* [Recorded data]
-=-=-=-=-
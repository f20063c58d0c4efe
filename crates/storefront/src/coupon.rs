//! Debounced, cancellable coupon validation.
//!
//! Each call to [`CouponValidator::input`] represents the coupon field
//! changing. The validator waits for the input to settle, then asks the
//! backend about the newest code. A newer input cancels the older one,
//! whether it is still settling or already waiting on the network, and
//! every outcome carries a generation number so a late answer for a
//! superseded code is dropped instead of reaching the cart.
//!
//! The validator never touches the cart itself. The owner of the
//! [`CartStore`] awaits [`CouponValidator::next_outcome`] and applies the
//! result on its own turn, which keeps cart mutations single-threaded.

use std::future::Future;
use std::sync::Arc;
use std::time::Duration;

use emporium_core::cart::{CartStorage, CartStore};
use emporium_core::coupon::{AppliedCoupon, CouponError, CouponOutcome, normalize_code};
use tokio::sync::mpsc;
use tokio_util::sync::CancellationToken;
use tracing::{debug, info};

/// Default settle time before a coupon code is validated.
pub const DEFAULT_DEBOUNCE: Duration = Duration::from_millis(500);

/// Something that can price a coupon code.
pub trait CouponService: Send + Sync + 'static {
    /// Validate a normalized (trimmed, upper-case) code.
    fn validate(
        &self,
        code: &str,
    ) -> impl Future<Output = Result<AppliedCoupon, CouponError>> + Send;
}

#[derive(Debug)]
struct Tagged {
    generation: u64,
    outcome: CouponOutcome,
}

/// Debounces coupon edits and keeps only the newest outcome.
pub struct CouponValidator<C> {
    service: Arc<C>,
    debounce: Duration,
    generation: u64,
    in_flight: Option<CancellationToken>,
    tx: mpsc::UnboundedSender<Tagged>,
    rx: mpsc::UnboundedReceiver<Tagged>,
}

impl<C: CouponService> CouponValidator<C> {
    /// Create a validator over `service` with the given settle time.
    #[must_use]
    pub fn new(service: Arc<C>, debounce: Duration) -> Self {
        let (tx, rx) = mpsc::unbounded_channel();
        Self {
            service,
            debounce,
            generation: 0,
            in_flight: None,
            tx,
            rx,
        }
    }

    /// Record a new value of the coupon field.
    ///
    /// Cancels whatever the previous value was doing. A blank value resolves
    /// to [`CouponOutcome::Cleared`] after the settle time without a network
    /// call.
    ///
    /// Must be called from within a tokio runtime.
    pub fn input(&mut self, raw: &str) {
        self.cancel();
        self.generation += 1;

        let generation = self.generation;
        let token = CancellationToken::new();
        self.in_flight = Some(token.clone());

        let code = normalize_code(raw);
        let service = Arc::clone(&self.service);
        let tx = self.tx.clone();
        let debounce = self.debounce;

        debug!(generation, code = code.as_deref().unwrap_or(""), "Coupon input");

        tokio::spawn(async move {
            tokio::select! {
                biased;
                () = token.cancelled() => {
                    debug!(generation, "Coupon input superseded while settling");
                    return;
                }
                () = tokio::time::sleep(debounce) => {}
            }

            let outcome = match code {
                None => CouponOutcome::Cleared,
                Some(code) => {
                    tokio::select! {
                        biased;
                        () = token.cancelled() => {
                            debug!(generation, %code, "Coupon request cancelled");
                            return;
                        }
                        result = service.validate(&code) => CouponOutcome::from(result),
                    }
                }
            };

            // The receiver lives as long as the validator.
            let _ = tx.send(Tagged {
                generation,
                outcome,
            });
        });
    }

    /// Cancel the pending input, if any. Its outcome will never be delivered.
    pub fn cancel(&mut self) {
        if let Some(token) = self.in_flight.take() {
            token.cancel();
        }
    }

    /// Whether an input is waiting for its outcome.
    #[must_use]
    pub const fn is_pending(&self) -> bool {
        self.in_flight.is_some()
    }

    /// Wait for the outcome of the newest input.
    ///
    /// Outcomes of superseded inputs are discarded. Returns `None` at once if
    /// nothing is pending.
    pub async fn next_outcome(&mut self) -> Option<CouponOutcome> {
        self.in_flight.as_ref()?;

        while let Some(tagged) = self.rx.recv().await {
            if tagged.generation == self.generation {
                self.in_flight = None;
                return Some(tagged.outcome);
            }
            debug!(
                stale = tagged.generation,
                current = self.generation,
                "Discarding superseded coupon outcome"
            );
        }
        None
    }

    /// Wait for the newest outcome and apply it to `store`.
    pub async fn settle<S: CartStorage + Send>(
        &mut self,
        store: &mut CartStore<S>,
    ) -> Option<CouponOutcome> {
        let outcome = self.next_outcome().await?;
        match &outcome {
            CouponOutcome::Applied(coupon) => {
                info!(code = %coupon.code, discount = %coupon.discount_amount, "Coupon applied");
            }
            CouponOutcome::Rejected(e) => info!(reason = %e, "Coupon rejected"),
            CouponOutcome::Cleared => debug!("Coupon cleared"),
        }
        store.apply_coupon(&outcome);
        Some(outcome)
    }
}

impl<C> Drop for CouponValidator<C> {
    fn drop(&mut self) {
        if let Some(token) = self.in_flight.take() {
            token.cancel();
        }
    }
}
-=-=-=-=-
* [Prompt]
Of all the entries above, retype exactly the lines from the line with "pub struct CouponValidator<C>" to the line with "pub fn new(service: Arc<C>, debounce: Duration)", both included, and no others.

* [Response]
pub struct CouponValidator<C> {
    service: Arc<C>,
    debounce: Duration,
    generation: u64,
    in_flight: Option<CancellationToken>,
    tx: mpsc::UnboundedSender<Tagged>,
    rx: mpsc::UnboundedReceiver<Tagged>,
}

impl<C: CouponService> CouponValidator<C> {
    /// Create a validator over `service` with the given settle time.
    #[must_use]
    pub fn new(service: Arc<C>, debounce: Duration) -> Self {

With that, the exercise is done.